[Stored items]
▼▼▼

//! Полный прогон: операнды → устройство → эталон CPU → сравнение

use crate::config::{OperandSource, Operation, RunConfig};
use crate::device::geometry::{Dim2, LaunchGeometry};
use crate::device::{Device, DeviceInfo};
use crate::matrix::io::read_matrix;
use crate::matrix::{
    compare_results, cpu_matrix_multiply_with_progress, cpu_matrix_transpose, initialize_matrices,
    Element, Matrix, VerificationReport,
};
use crate::orchestrator::TransferOrchestrator;
use crate::utils::measure_time;
use anyhow::{Context, Result};
use indicatif::{ProgressBar, ProgressStyle};
use prettytable::{row, Table};
use serde::Serialize;
use std::time::Duration;
use tracing::info;

/// Отчет об одном прогоне
#[derive(Debug, Clone, Serialize)]
pub struct RunReport {
    pub device: DeviceInfo,
    pub operation: Operation,
    pub element: &'static str,
    /// Размер результата (строки, столбцы)
    pub output: Dim2,
    pub geometry: LaunchGeometry,
    pub verification: VerificationReport,
    pub device_ms: f64,
    pub reference_ms: f64,
}

impl RunReport {
    pub fn mismatches(&self) -> usize {
        self.verification.mismatches
    }

    /// Код завершения процесса: число расхождений, не больше 255
    pub fn exit_status(&self) -> u8 {
        u8::try_from(self.mismatches()).unwrap_or(u8::MAX)
    }

    /// Итоговая статистика в виде таблицы
    pub fn summary_table(&self) -> Table {
        let mut table = Table::new();
        table.add_row(row!["Устройство", self.device.name]);
        table.add_row(row!["Бэкенд", self.device.backend]);
        table.add_row(row!["Операция", format!("{:?}", self.operation)]);
        table.add_row(row!["Тип элементов", self.element]);
        table.add_row(row!["Результат", self.output]);
        table.add_row(row!["Геометрия", self.geometry]);
        table.add_row(row!["Время устройства", format!("{:.3} мс", self.device_ms)]);
        table.add_row(row!["Время CPU", format!("{:.3} мс", self.reference_ms)]);
        table.add_row(row!["Допуск", self.verification.tolerance]);
        table.add_row(row!["Расхождений", self.verification.mismatches]);
        table
    }
}

/// Операнды, результаты и отчет прогона
#[derive(Debug, Clone)]
pub struct RunOutcome<T> {
    pub a: Matrix<T>,
    pub b: Option<Matrix<T>>,
    pub device_result: Matrix<T>,
    pub reference_result: Matrix<T>,
    pub report: RunReport,
}

/// Загружает или генерирует операнды согласно конфигурации
pub fn load_operands<T: Element>(config: &RunConfig) -> Result<(Matrix<T>, Matrix<T>)> {
    match &config.source {
        OperandSource::Files { a, b } => {
            let ma = read_matrix(a)
                .with_context(|| format!("не удалось прочитать {}", a.display()))?;
            let mb = read_matrix(b)
                .with_context(|| format!("не удалось прочитать {}", b.display()))?;
            Ok((ma, mb))
        }
        OperandSource::Synthetic { width, fill } => initialize_matrices(*fill, *width)
            .with_context(|| format!("не удалось сгенерировать матрицы {}", fill.name())),
    }
}

/// Выполняет операцию на устройстве и на CPU и сравнивает результаты
pub fn run_pipeline<T: Element, D: Device>(
    device: &D,
    config: &RunConfig,
    a: Matrix<T>,
    b: Matrix<T>,
    show_progress: bool,
) -> Result<RunOutcome<T>> {
    let orchestrator = TransferOrchestrator::new(device, config.tile)?;

    let (output, b) = match config.operation {
        Operation::Multiply => (Dim2::new(a.height(), b.width()), Some(b)),
        Operation::Transpose => (Dim2::new(a.width(), a.height()), None),
    };
    let geometry = orchestrator.geometry_for(output)?;

    let (device_result, device_time) = measure_time(|| match &b {
        Some(b) => orchestrator.multiply_with(&a, b, geometry),
        None => orchestrator.transpose_with(&a, geometry),
    });
    let device_result = device_result.context("вычисление на устройстве не удалось")?;
    info!("вычисления на устройстве завершены за {:?}", device_time);

    let progress = reference_progress(show_progress);
    let (reference_result, reference_time) = measure_time(|| match &b {
        Some(b) => cpu_matrix_multiply_with_progress(&a, b, &progress),
        None => cpu_matrix_transpose(&a),
    });
    let reference_result = reference_result.context("эталонное вычисление не удалось")?;
    info!("вычисления на CPU завершены за {:?}", reference_time);

    let verification = compare_results(&device_result, &reference_result)?;

    let report = RunReport {
        device: device.info().clone(),
        operation: config.operation,
        element: T::NAME,
        output,
        geometry,
        verification,
        device_ms: millis(device_time),
        reference_ms: millis(reference_time),
    };
    Ok(RunOutcome {
        a,
        b,
        device_result,
        reference_result,
        report,
    })
}

fn reference_progress(show: bool) -> ProgressBar {
    if !show {
        return ProgressBar::hidden();
    }
    let pb = ProgressBar::new(0);
    pb.set_style(
        ProgressStyle::default_bar()
            .template(
                "{spinner:.green} CPU [{elapsed_precise}] [{wide_bar:.cyan/blue}] {pos}/{len} строк ({eta})",
            )
            .unwrap_or_else(|_| ProgressStyle::default_bar()),
    );
    pb
}

fn millis(duration: Duration) -> f64 {
    duration.as_secs_f64() * 1000.0
}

▲▲▲

## Work order
Print every record exactly as written.

## Response
//! Полный прогон: операнды → устройство → эталон CPU → сравнение

use crate::config::{OperandSource, Operation, RunConfig};
use crate::device::geometry::{Dim2, LaunchGeometry};
use crate::device::{Device, DeviceInfo};
use crate::matrix::io::read_matrix;
use crate::matrix::{
    compare_results, cpu_matrix_multiply_with_progress, cpu_matrix_transpose, initialize_matrices,
    Element, Matrix, VerificationReport,
};
use crate::orchestrator::TransferOrchestrator;
use crate::utils::measure_time;
use anyhow::{Context, Result};
use indicatif::{ProgressBar, ProgressStyle};
use prettytable::{row, Table};
use serde::Serialize;
use std::time::Duration;
use tracing::info;

/// Отчет об одном прогоне
#[derive(Debug, Clone, Serialize)]
pub struct RunReport {
    pub device: DeviceInfo,
    pub operation: Operation,
    pub element: &'static str,
    /// Размер результата (строки, столбцы)
    pub output: Dim2,
    pub geometry: LaunchGeometry,
    pub verification: VerificationReport,
    pub device_ms: f64,
    pub reference_ms: f64,
}

impl RunReport {
    pub fn mismatches(&self) -> usize {
        self.verification.mismatches
    }

    /// Код завершения процесса: число расхождений, не больше 255
    pub fn exit_status(&self) -> u8 {
        u8::try_from(self.mismatches()).unwrap_or(u8::MAX)
    }

    /// Итоговая статистика в виде таблицы
    pub fn summary_table(&self) -> Table {
        let mut table = Table::new();
        table.add_row(row!["Устройство", self.device.name]);
        table.add_row(row!["Бэкенд", self.device.backend]);
        table.add_row(row!["Операция", format!("{:?}", self.operation)]);
        table.add_row(row!["Тип элементов", self.element]);
        table.add_row(row!["Результат", self.output]);
        table.add_row(row!["Геометрия", self.geometry]);
        table.add_row(row!["Время устройства", format!("{:.3} мс", self.device_ms)]);
        table.add_row(row!["Время CPU", format!("{:.3} мс", self.reference_ms)]);
        table.add_row(row!["Допуск", self.verification.tolerance]);
        table.add_row(row!["Расхождений", self.verification.mismatches]);
        table
    }
}

/// Операнды, результаты и отчет прогона
#[derive(Debug, Clone)]
pub struct RunOutcome<T> {
    pub a: Matrix<T>,
    pub b: Option<Matrix<T>>,
    pub device_result: Matrix<T>,
    pub reference_result: Matrix<T>,
    pub report: RunReport,
}

/// Загружает или генерирует операнды согласно конфигурации
pub fn load_operands<T: Element>(config: &RunConfig) -> Result<(Matrix<T>, Matrix<T>)> {
    match &config.source {
        OperandSource::Files { a, b } => {
            let ma = read_matrix(a)
                .with_context(|| format!("не удалось прочитать {}", a.display()))?;
            let mb = read_matrix(b)
                .with_context(|| format!("не удалось прочитать {}", b.display()))?;
            Ok((ma, mb))
        }
        OperandSource::Synthetic { width, fill } => initialize_matrices(*fill, *width)
            .with_context(|| format!("не удалось сгенерировать матрицы {}", fill.name())),
    }
}

/// Выполняет операцию на устройстве и на CPU и сравнивает результаты
pub fn run_pipeline<T: Element, D: Device>(
    device: &D,
    config: &RunConfig,
    a: Matrix<T>,
    b: Matrix<T>,
    show_progress: bool,
) -> Result<RunOutcome<T>> {
    let orchestrator = TransferOrchestrator::new(device, config.tile)?;

    let (output, b) = match config.operation {
        Operation::Multiply => (Dim2::new(a.height(), b.width()), Some(b)),
        Operation::Transpose => (Dim2::new(a.width(), a.height()), None),
    };
    let geometry = orchestrator.geometry_for(output)?;

    let (device_result, device_time) = measure_time(|| match &b {
        Some(b) => orchestrator.multiply_with(&a, b, geometry),
        None => orchestrator.transpose_with(&a, geometry),
    });
    let device_result = device_result.context("вычисление на устройстве не удалось")?;
    info!("вычисления на устройстве завершены за {:?}", device_time);

    let progress = reference_progress(show_progress);
    let (reference_result, reference_time) = measure_time(|| match &b {
        Some(b) => cpu_matrix_multiply_with_progress(&a, b, &progress),
        None => cpu_matrix_transpose(&a),
    });
    let reference_result = reference_result.context("эталонное вычисление не удалось")?;
    info!("вычисления на CPU завершены за {:?}", reference_time);

    let verification = compare_results(&device_result, &reference_result)?;

    let report = RunReport {
        device: device.info().clone(),
        operation: config.operation,
        element: T::NAME,
        output,
        geometry,
        verification,
        device_ms: millis(device_time),
        reference_ms: millis(reference_time),
    };
    Ok(RunOutcome {
        a,
        b,
        device_result,
        reference_result,
        report,
    })
}

fn reference_progress(show: bool) -> ProgressBar {
    if !show {
        return ProgressBar::hidden();
    }
    let pb = ProgressBar::new(0);
    pb.set_style(
        ProgressStyle::default_bar()
            .template(
                "{spinner:.green} CPU [{elapsed_precise}] [{wide_bar:.cyan/blue}] {pos}/{len} строк ({eta})",
            )
            .unwrap_or_else(|_| ProgressStyle::default_bar()),
    );
    pb
}

fn millis(duration: Duration) -> f64 {
    duration.as_secs_f64() * 1000.0
}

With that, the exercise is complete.